All strains are leucine autotrophs. (A). Sequence alignment between Ppk32 and other SCYL family kinases. (B) Early exponential cells were grown in rich medium (YES). Samples from non-stressed cultures were taken for Western blot analysis of Ppk32 level. Ponceau S staining was used as a loading control, * indicates a background band. (C) Growth assay. Exponentially YES-grown cells of indicated strains were spotted in 10-fold serial dilution onto the indicated media. (D) Tor1 immuno-precipitations first 3 lanes (Fig 1) are shown again for comparison. Soluble proteins were extracted from exponentially grown strains. Tor1 immuno-precipites and Ppk32 co-immuno-precipites were assessed from the same gels.
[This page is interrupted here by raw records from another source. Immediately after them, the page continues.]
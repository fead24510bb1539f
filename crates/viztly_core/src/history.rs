//! Linear undo/redo history of structural and textual changes.

use crate::constants::DEFAULT_HISTORY_LIMIT;
use crate::error::OutlineError;
use crate::tree::{ItemId, Outline};

/// A reversible record of one mutation.
#[derive(Debug, Clone, PartialEq, Eq)]
pub enum Change {
    Rename {
        item: ItemId,
        old_name: String,
        new_name: String,
    },
    Remove {
        item: ItemId,
        parent: ItemId,
        position: usize,
        /// Selection computed when the item was removed; reused on redo.
        item_to_select_after: Option<ItemId>,
    },
    Add {
        item: ItemId,
        parent: ItemId,
        position: usize,
        previously_selected: ItemId,
    },
    Move {
        item: ItemId,
        old_parent: ItemId,
        old_index: usize,
        new_parent: ItemId,
        new_index: usize,
    },
}

impl Change {
    /// The item the change is about.
    pub fn item(&self) -> ItemId {
        match self {
            Change::Rename { item, .. }
            | Change::Remove { item, .. }
            | Change::Add { item, .. }
            | Change::Move { item, .. } => *item,
        }
    }

    /// Every handle the record would touch when replayed either way.
    pub fn referenced_items(&self) -> Vec<ItemId> {
        match self {
            Change::Rename { item, .. } => vec![*item],
            Change::Remove {
                item,
                parent,
                item_to_select_after,
                ..
            } => {
                let mut ids = vec![*item, *parent];
                ids.extend(*item_to_select_after);
                ids
            }
            Change::Add {
                item,
                parent,
                previously_selected,
                ..
            } => vec![*item, *parent, *previously_selected],
            Change::Move {
                item,
                old_parent,
                new_parent,
                ..
            } => vec![*item, *old_parent, *new_parent],
        }
    }

    pub fn kind(&self) -> &'static str {
        match self {
            Change::Rename { .. } => "rename",
            Change::Remove { .. } => "remove",
            Change::Add { .. } => "add",
            Change::Move { .. } => "move",
        }
    }

    /// Replay the change forward.
    pub fn apply(&self, outline: &mut Outline) -> Result<(), OutlineError> {
        match self {
            Change::Rename { item, new_name, .. } => {
                outline[*item].title = new_name.clone();
            }
            Change::Remove { item, .. } => {
                outline.remove(*item)?;
            }
            Change::Add {
                item,
                parent,
                position,
                ..
            } => outline.add_at(*parent, *item, *position)?,
            Change::Move {
                item,
                new_parent,
                new_index,
                ..
            } => outline.add_at(*new_parent, *item, *new_index)?,
        }
        Ok(())
    }

    /// Apply the inverse of the change.
    pub fn revert(&self, outline: &mut Outline) -> Result<(), OutlineError> {
        match self {
            Change::Rename { item, old_name, .. } => {
                outline[*item].title = old_name.clone();
            }
            Change::Remove {
                item,
                parent,
                position,
                ..
            } => outline.add_at(*parent, *item, *position)?,
            Change::Add { item, .. } => {
                outline.remove(*item)?;
            }
            Change::Move {
                item,
                old_parent,
                old_index,
                ..
            } => outline.add_at(*old_parent, *item, *old_index)?,
        }
        Ok(())
    }
}

/// Ordered changes plus the count of those currently applied.
///
/// Changes at index `>= applied` are redoable; recording a new change drops
/// them.
#[derive(Debug)]
pub struct History {
    changes: Vec<Change>,
    applied: usize,
    limit: usize,
}

impl Default for History {
    fn default() -> Self {
        Self::with_limit(DEFAULT_HISTORY_LIMIT)
    }
}

impl History {
    /// History keeping at most `limit` changes (minimum 1).
    pub fn with_limit(limit: usize) -> Self {
        Self {
            changes: Vec::new(),
            applied: 0,
            limit: limit.max(1),
        }
    }

    /// Index of the last applied change, `None` when nothing is applied.
    pub fn current_index(&self) -> Option<usize> {
        self.applied.checked_sub(1)
    }

    pub fn len(&self) -> usize {
        self.changes.len()
    }

    pub fn is_empty(&self) -> bool {
        self.changes.is_empty()
    }

    pub fn can_undo(&self) -> bool {
        self.applied > 0
    }

    pub fn can_redo(&self) -> bool {
        self.applied < self.changes.len()
    }

    pub fn changes(&self) -> &[Change] {
        &self.changes
    }

    /// Append an already-applied change.
    ///
    /// # Returns
    /// Changes dropped by this call: the redoable tail, then the oldest
    /// entries pushed past the limit.
    pub fn record(&mut self, change: Change) -> Vec<Change> {
        let mut discarded: Vec<Change> = self.changes.drain(self.applied..).collect();
        tracing::debug!(
            kind = change.kind(),
            item = %change.item(),
            truncated = discarded.len(),
            "recording change"
        );
        self.changes.push(change);
        if self.changes.len() > self.limit {
            let overflow = self.changes.len() - self.limit;
            discarded.extend(self.changes.drain(..overflow));
        }
        self.applied = self.changes.len();
        discarded
    }

    /// Revert the last applied change.
    ///
    /// # Returns
    /// The reverted change, or `None` when nothing is applied.
    ///
    /// # Errors
    /// Propagates tree errors; the history cursor is left unchanged then.
    pub fn undo(&mut self, outline: &mut Outline) -> Result<Option<Change>, OutlineError> {
        let Some(index) = self.current_index() else {
            return Ok(None);
        };
        let change = self.changes[index].clone();
        change.revert(outline)?;
        self.applied = index;
        tracing::debug!(kind = change.kind(), item = %change.item(), "undo");
        Ok(Some(change))
    }

    /// Re-apply the next undone change.
    ///
    /// # Returns
    /// The re-applied change, or `None` when there is nothing to redo.
    pub fn redo(&mut self, outline: &mut Outline) -> Result<Option<Change>, OutlineError> {
        let Some(change) = self.changes.get(self.applied).cloned() else {
            return Ok(None);
        };
        change.apply(outline)?;
        self.applied += 1;
        tracing::debug!(kind = change.kind(), item = %change.item(), "redo");
        Ok(Some(change))
    }

    /// True when any kept change mentions `id`.
    pub fn references(&self, id: ItemId) -> bool {
        self.changes
            .iter()
            .any(|change| change.referenced_items().contains(&id))
    }

    pub fn clear(&mut self) {
        self.changes.clear();
        self.applied = 0;
    }
}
The relative levels of specific Ppk32 immuno-precipitation are shown. (E-F) Early exponential indicated strains were grown in minimal media (EMMG) to achieve Ppk32 over-expression. Shifted from 28°C to 37°C to induce heat stressed (F) Western blot analysis of phosphorylated S630 and S632 of Ppk32 and total Ppk32 levels. (G) Quantification of relative Ppk32 S630 and S632 phosphoryaliton after 4 hours heat stress.